For an Islamic preacher of Gülen’s stature, the Turkish context was not able to be friendly at all, especially few decades ago. But Gülen has used every heaven-sent opportunity to reach out to everyone at home and abroad. For Gülen, national pride should not be a hindrance to become a true Muslim, nor should it stand in the way of participation in transnational endeavors that benefit of humankind as a whole. Such an inclusive nature of Gülen’s preaching brought him prominence rather quickly amongst his Turkish constituencies and beyond. Gülen’s call for value-based education was an open invitation for all, and it really meant for the enrichment of human soul for the benefits of others.
Because of many misconceptions about fate-related verses in the Quran and Hadith, practicing Muslims in general tend to become fatalist in their thinking and are rather quite reluctant to make enough efforts to bring about positive changes for the masses. Misery and hardship constantly threaten the life and dignity of ordinary people of all races, nationalities, and genders. Such a situation has been taken as a destiny of those helpless masses. This very pessimistic attitude has no place in Islamic consciousness. However, because of the overwhelming colonial exploitation and prolonged internecine fighting between Muslim nations and ethnicities within them, even many devout Muslims accept such a horrible and unbearable situation acceptable to masses at large.
Gülen has taken the worldly life as an open book, which you can color according to your determination, capability, and circumstances. However, no one alone can give new height to this special creativity without active and generous help of others. Thus only sincere and collective efforts can make one’s contribution to any area of science or education substantial and beneficial for others and surrounding entities.
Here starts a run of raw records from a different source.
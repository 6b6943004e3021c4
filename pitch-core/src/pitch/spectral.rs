//! Frequency-domain estimators built on the in-crate FFT.
//!
//! Both prepare the most recent power-of-two block the same way (DC removal,
//! Hann window) and search only the bins inside the configured frequency
//! band.

use super::{Estimator, FrequencyRange, parabolic_peak, rms, valid_frequency};
use crate::fft;

/// Magnitude spectrum of the most recent power-of-two block, or `None` when
/// the block is too short or too quiet.
fn prepared_magnitudes(samples: &[f64], silence_threshold: f64) -> Option<(Vec<f64>, usize)> {
    let block = fft::power_of_two_tail(samples);
    if block.len() < 4 || rms(block) < silence_threshold {
        return None;
    }
    let mut processed = block.to_vec();
    fft::remove_dc_offset(&mut processed);
    fft::apply_hann_window(&mut processed);
    let magnitudes = fft::spectrum_to_magnitudes(&fft::forward_real(&processed));
    Some((magnitudes, block.len()))
}

/// Inclusive bin range covering `range` for an `n`-point transform.
fn bin_range(range: &FrequencyRange, sample_rate: f64, n: usize, last_bin: usize) -> Option<(usize, usize)> {
    let first = ((range.min * n as f64 / sample_rate).ceil() as usize).max(1);
    let last = ((range.max * n as f64 / sample_rate).floor() as usize).min(last_bin);
    (first <= last).then_some((first, last))
}

/// Parabolic refinement on the logarithm of the values around `bin`.
fn log_parabolic_peak(values: &[f64], bin: usize) -> f64 {
    if bin == 0 || bin + 1 >= values.len() {
        return bin as f64;
    }
    let logs = [values[bin - 1].ln(), values[bin].ln(), values[bin + 1].ln()];
    if logs.iter().any(|y| !y.is_finite()) {
        return bin as f64;
    }
    bin as f64 - 1.0 + parabolic_peak(&logs, 1)
}

/// Picks the strongest bin of the magnitude spectrum.
///
/// Works well for tones whose fundamental is also their loudest partial, and
/// reports a harmonic otherwise.
#[derive(Debug, Clone)]
pub struct SpectralPeakEstimator {
    range: FrequencyRange,
    silence_threshold: f64,
}

impl SpectralPeakEstimator {
    pub fn new(range: FrequencyRange, silence_threshold: f64) -> Self {
        Self {
            range,
            silence_threshold,
        }
    }
}

impl Estimator for SpectralPeakEstimator {
    fn name(&self) -> &'static str {
        "spectral_peak"
    }

    fn estimate(&mut self, samples: &[f64], sample_rate: f64) -> Option<f64> {
        let (magnitudes, n) = prepared_magnitudes(samples, self.silence_threshold)?;
        let (first, last) = bin_range(&self.range, sample_rate, n, magnitudes.len() - 2)?;

        let (peak_bin, peak) = (first..=last)
            .map(|bin| (bin, magnitudes[bin]))
            .max_by(|a, b| a.1.total_cmp(&b.1))?;
        if peak <= 0.0 {
            return None;
        }

        let refined = log_parabolic_peak(&magnitudes, peak_bin);
        valid_frequency(refined * sample_rate / n as f64)
    }
}

/// Harmonic Product Spectrum estimator.
///
/// Multiplies the magnitude spectrum with copies of itself decimated by
/// 2, 3, .. `harmonics`, so the partials of a harmonic tone reinforce the bin
/// of the fundamental even when the fundamental itself is weak. The product
/// is accumulated as a sum of logarithms.
#[derive(Debug, Clone)]
pub struct HarmonicProductEstimator {
    range: FrequencyRange,
    silence_threshold: f64,
    harmonics: usize,
    product: Vec<f64>,
}

impl HarmonicProductEstimator {
    pub fn new(range: FrequencyRange, silence_threshold: f64, harmonics: usize) -> Self {
        Self {
            range,
            silence_threshold,
            harmonics: harmonics.max(1),
            product: Vec::new(),
        }
    }
}

impl Estimator for HarmonicProductEstimator {
    fn name(&self) -> &'static str {
        "harmonic_product"
    }

    fn estimate(&mut self, samples: &[f64], sample_rate: f64) -> Option<f64> {
        let (magnitudes, n) = prepared_magnitudes(samples, self.silence_threshold)?;
        let usable = (magnitudes.len() - 1) / self.harmonics;
        let (first, last) = bin_range(&self.range, sample_rate, n, usable.saturating_sub(1))?;

        self.product.clear();
        self.product.extend((0..=usable).map(|bin| {
            (1..=self.harmonics)
                .map(|factor| (magnitudes[bin * factor] + f64::MIN_POSITIVE).ln())
                .sum::<f64>()
        }));

        let (peak_bin, _) = (first..=last)
            .map(|bin| (bin, self.product[bin]))
            .max_by(|a, b| a.1.total_cmp(&b.1))?;

        let refined = parabolic_peak(&self.product, peak_bin);
        valid_frequency(refined * sample_rate / n as f64)
    }
}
As Yavuz argues, “Gülen is an inspirational leader of a transnational education movement, whereas Nursi was the formative giant of intellectual discourse. Although Nursi focused on personal transformation, Gülen has focused on personal and social transformation by utilizing new liberal economic and political conditions.” (8)
The traditional and orthodox forces within Islamic circles tend to act to maintain the status quo, and such a conservative attitude is quite harmful to the underprivileged and disadvantaged segments of any society and state. Apparently one needs to become a revolutionary to speak against such religious taboo or stigma. However, keeping himself within the fold of traditional religious circles, Gülen puts forward his ideas of social change through educational excellence to achieve new heights in Islamic consciousness.
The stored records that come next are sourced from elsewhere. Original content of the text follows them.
//! Time-domain lag search estimators.
//!
//! Both compare the signal with lagged copies of itself over the lag range
//! implied by the configured frequency band, and refine the winning lag with
//! parabolic interpolation.

use super::{Estimator, FrequencyRange, parabolic_peak, rms, valid_frequency};

/// Picks the lag with the strongest autocorrelation `r[m] = Σ x[i]·x[i+m]`.
///
/// The sums are unnormalised, so longer lags (fewer overlapping terms) are
/// naturally penalised and the first period wins over its multiples.
#[derive(Debug, Clone)]
pub struct AutocorrelationEstimator {
    range: FrequencyRange,
    silence_threshold: f64,
    correlations: Vec<f64>,
}

impl AutocorrelationEstimator {
    pub fn new(range: FrequencyRange, silence_threshold: f64) -> Self {
        Self {
            range,
            silence_threshold,
            correlations: Vec::new(),
        }
    }
}

impl Estimator for AutocorrelationEstimator {
    fn name(&self) -> &'static str {
        "autocorrelation"
    }

    fn estimate(&mut self, samples: &[f64], sample_rate: f64) -> Option<f64> {
        if rms(samples) < self.silence_threshold {
            return None;
        }
        let (min_lag, max_lag) = self.range.lag_range(sample_rate, samples.len())?;

        self.correlations.clear();
        self.correlations.resize(max_lag + 2, 0.0);
        // One extra lag on each side so the peak can be interpolated at the
        // edges of the search range.
        let last = (max_lag + 1).min(samples.len() - 1);
        for lag in min_lag - 1..=last {
            self.correlations[lag] = samples[..samples.len() - lag]
                .iter()
                .zip(&samples[lag..])
                .map(|(a, b)| a * b)
                .sum();
        }

        let (best_lag, best) = (min_lag..=max_lag)
            .map(|lag| (lag, self.correlations[lag]))
            .max_by(|a, b| a.1.total_cmp(&b.1))?;
        if best <= 0.0 {
            return None;
        }

        let lag = parabolic_peak(&self.correlations, best_lag);
        valid_frequency(sample_rate / lag)
    }
}

/// Average Magnitude Difference Function estimator.
///
/// Scores each lag by the mean of `|x[i] - x[i+m]|^b` and takes the first
/// clear dip rather than the global minimum, which would otherwise favour a
/// multiple of the period that happens to land closer to an integer lag.
#[derive(Debug, Clone)]
pub struct AmdfEstimator {
    range: FrequencyRange,
    silence_threshold: f64,
    exponent: f64,
    differences: Vec<f64>,
}

/// A lag qualifies as a dip when its normalised difference is within this
/// distance of the global minimum.
const DIP_TOLERANCE: f64 = 0.05;

impl AmdfEstimator {
    pub fn new(range: FrequencyRange, silence_threshold: f64, exponent: f64) -> Self {
        Self {
            range,
            silence_threshold,
            exponent,
            differences: Vec::new(),
        }
    }
}

fn mean_difference(samples: &[f64], lag: usize, exponent: f64) -> f64 {
    let pairs = samples.len() - lag;
    let total: f64 = samples[..pairs]
        .iter()
        .zip(&samples[lag..])
        .map(|(a, b)| (a - b).abs().powf(exponent))
        .sum();
    total / pairs as f64
}

impl Estimator for AmdfEstimator {
    fn name(&self) -> &'static str {
        "amdf"
    }

    fn estimate(&mut self, samples: &[f64], sample_rate: f64) -> Option<f64> {
        if rms(samples) < self.silence_threshold {
            return None;
        }
        let (min_lag, max_lag) = self.range.lag_range(sample_rate, samples.len())?;

        self.differences.clear();
        self.differences.resize(max_lag + 2, 0.0);
        let last = (max_lag + 1).min(samples.len() - 1);
        for lag in min_lag - 1..=last {
            self.differences[lag] = mean_difference(samples, lag, self.exponent);
        }
        let differences = &self.differences;

        let window = &differences[min_lag..=max_lag];
        let max = window.iter().cloned().fold(f64::NEG_INFINITY, f64::max);
        let min = window.iter().cloned().fold(f64::INFINITY, f64::min);
        if max <= 0.0 {
            return None;
        }
        let threshold = min / max + DIP_TOLERANCE;

        let mut lag = (min_lag..=max_lag).find(|&lag| differences[lag] / max <= threshold)?;
        while lag < max_lag && differences[lag + 1] < differences[lag] {
            lag += 1;
        }

        // Interpolate the dip as a peak of the negated curve.
        let negated: Vec<f64> = differences[lag - 1..=lag + 1].iter().map(|d| -d).collect();
        let refined = lag as f64 - 1.0 + parabolic_peak(&negated, 1);
        valid_frequency(sample_rate / refined)
    }
}

#[cfg(test)]
mod tests {
    use super::*;
    use crate::signal;

    const SAMPLE_RATE: f64 = 44_100.0;

    fn relative_error(estimate: f64, expected: f64) -> f64 {
        (estimate - expected).abs() / expected
    }

    #[test]
    fn autocorrelation_finds_sine_period() {
        let tone = signal::sine(440.0, 2048, SAMPLE_RATE);
        let estimate = AutocorrelationEstimator::new(FrequencyRange::default(), 1e-4)
            .estimate(&tone, SAMPLE_RATE)
            .unwrap();
        assert!(relative_error(estimate, 440.0) < 0.01, "{}", estimate);
    }

    #[test]
    fn autocorrelation_prefers_first_period_of_square_wave() {
        let tone = signal::square(330.0, 4096, SAMPLE_RATE);
        let estimate = AutocorrelationEstimator::new(FrequencyRange::default(), 1e-4)
            .estimate(&tone, SAMPLE_RATE)
            .unwrap();
        assert!(relative_error(estimate, 330.0) < 0.01, "{}", estimate);
    }

    #[test]
    fn amdf_avoids_octave_errors() {
        // 440 Hz has a period of ~100.23 samples; two, three and four
        // periods land closer to integer lags than one period does.
        let tone = signal::sine(440.0, 4096, SAMPLE_RATE);
        let estimate = AmdfEstimator::new(FrequencyRange::default(), 1e-4, 1.0)
            .estimate(&tone, SAMPLE_RATE)
            .unwrap();
        assert!(relative_error(estimate, 440.0) < 0.01, "{}", estimate);
    }

    #[test]
    fn amdf_squared_distance_tracks_sawtooth() {
        let tone = signal::sawtooth(196.0, 4096, SAMPLE_RATE);
        let estimate = AmdfEstimator::new(FrequencyRange::default(), 1e-4, 2.0)
            .estimate(&tone, SAMPLE_RATE)
            .unwrap();
        assert!(relative_error(estimate, 196.0) < 0.01, "{}", estimate);
    }

    #[test]
    fn too_short_for_the_range_is_no_estimate() {
        let tone = signal::sine(440.0, 32, SAMPLE_RATE);
        let range = FrequencyRange::new(40.0, 500.0);
        assert_eq!(
            AutocorrelationEstimator::new(range, 1e-4).estimate(&tone, SAMPLE_RATE),
            None
        );
        assert_eq!(
            AmdfEstimator::new(range, 1e-4, 1.0).estimate(&tone, SAMPLE_RATE),
            None
        );
    }
}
(1) Bekim Aga, “The Gülen Movement’s Islamic Ethics of Education,” Turkish Islam and the Secular State: The Gülen Movement. M. Hakan Yavuz and John L. Esposito (eds.), New York: Syracuse University Press, 2003, p. 59.
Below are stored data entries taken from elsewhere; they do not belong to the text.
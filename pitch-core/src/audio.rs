//! # Audio Capture Module
//!
//! Real-time capture from the default input device using CPAL
//! (Cross-Platform Audio Library).
//!
//! The capture callback accumulates interleaved `f32` frames and, whenever a
//! full block is available, de-interleaves it into a planar [`SampleBlock`]
//! and hands it to the processing thread. The callback never blocks: if the
//! processing thread falls behind, blocks are dropped.

use anyhow::{Result, anyhow};
use cpal::SupportedStreamConfigRange;
use cpal::traits::{DeviceTrait, HostTrait, StreamTrait};
use crossbeam_channel::{Sender, TrySendError};

use crate::config::PitchConfig;
use crate::pipeline::SampleBlock;

/// Starts audio capture from the default input device.
///
/// # Arguments
/// * `sender` - Channel for delivering blocks to the processing thread
/// * `config` - Supplies the requested sample rate and the block size
///
/// # Returns
/// * `Ok((stream, sample_rate))` - Running stream handle and the actual rate
/// * `Err(e)` - No device, no `f32` format, or the stream failed to start
pub fn start_audio_capture(
    sender: Sender<SampleBlock>,
    config: &PitchConfig,
) -> Result<(cpal::Stream, u32)> {
    let host = cpal::default_host();
    let device = host
        .default_input_device()
        .ok_or_else(|| anyhow!("No input device available"))?;

    log::info!("[AUDIO] Using input device: {}", device.name()?);

    let configs = device.supported_input_configs()?.collect::<Vec<_>>();
    let supported_config = find_supported_config(configs, config.sample_rate)
        .ok_or_else(|| anyhow!("No suitable f32 input format found"))?;

    let sample_rate = cpal::SampleRate(config.sample_rate.clamp(
        supported_config.min_sample_rate().0,
        supported_config.max_sample_rate().0,
    ));
    let stream_config = supported_config.with_sample_rate(sample_rate);
    let sample_rate_val = stream_config.sample_rate().0;
    let channel_count = stream_config.channels() as usize;
    let stream_config: cpal::StreamConfig = stream_config.into();

    log::info!(
        "[AUDIO] {} Hz, {} channel(s), {} frames per block",
        sample_rate_val,
        channel_count,
        config.block_size
    );

    let err_fn = |err| log::error!("[AUDIO] Stream error: {}", err);

    let block_samples = config.block_size * channel_count;
    let mut pending: Vec<f32> = Vec::with_capacity(block_samples * 2);
    let mut dropped: u64 = 0;

    let stream = device.build_input_stream(
        &stream_config,
        move |data: &[f32], _: &cpal::InputCallbackInfo| {
            pending.extend_from_slice(data);

            while pending.len() >= block_samples {
                let block = SampleBlock::from_interleaved(&pending[..block_samples], channel_count);
                pending.drain(..block_samples);

                match sender.try_send(block) {
                    Ok(()) => {}
                    Err(TrySendError::Full(_)) => {
                        dropped += 1;
                        if dropped.is_power_of_two() {
                            log::warn!("[AUDIO] Processing is behind, {} blocks dropped", dropped);
                        }
                    }
                    Err(TrySendError::Disconnected(_)) => return,
                }
            }
        },
        err_fn,
        None,
    )?;

    stream.play()?;

    Ok((stream, sample_rate_val))
}

/// Picks the `f32` input configuration whose rate range is closest to
/// `target_rate`, preferring fewer channels on a tie.
fn find_supported_config(
    configs: Vec<SupportedStreamConfigRange>,
    target_rate: u32,
) -> Option<SupportedStreamConfigRange> {
    configs
        .into_iter()
        .filter(|c| c.sample_format() == cpal::SampleFormat::F32)
        .min_by_key(|c| {
            (
                rate_distance(c.min_sample_rate().0, c.max_sample_rate().0, target_rate),
                c.channels(),
            )
        })
}

/// Distance from `target` to the closed range `[min, max]`.
fn rate_distance(min: u32, max: u32, target: u32) -> u32 {
    if target < min {
        min - target
    } else {
        target.saturating_sub(max)
    }
}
(2) Zeki Sartoprak, “Fethullah Gülen: A Sufi in his own way,” Turkish Islam and the Secular State: The Gülen Movement, p. 167.
(3) Ibid., p. 159
(4) Ibid., p. 169
(5) M. Hakan Yavuz “The Gülen Movement: The Turkish Puritans,” Turkish Islam and the Secular State: The Gülen Movement, pp. 26-27.
(6) In the many dimensions of his lifetime of achievement, as well as in his personality and character, Bediuzzaman Said Nursi was and, through his continuing influence, still is an important thinker and writer in the Muslim world. Nursi was not a writer in the usual sense of the word. He wrote his splendid work the Risale-i Nur, a modern commentary of the Qur’an exceeding 5,000 pages, because he had a mission: he struggled against the materialistic and atheistic trends of thought fed by science and philosophy and tried to present the truths of Islam to modern minds and hearts of every level of understanding. Quoted from “Bediuzzaman and the Risale-i Nur,” Humanity’s Encounter with Divine Series, New Jersey, Tughra Books, 2009.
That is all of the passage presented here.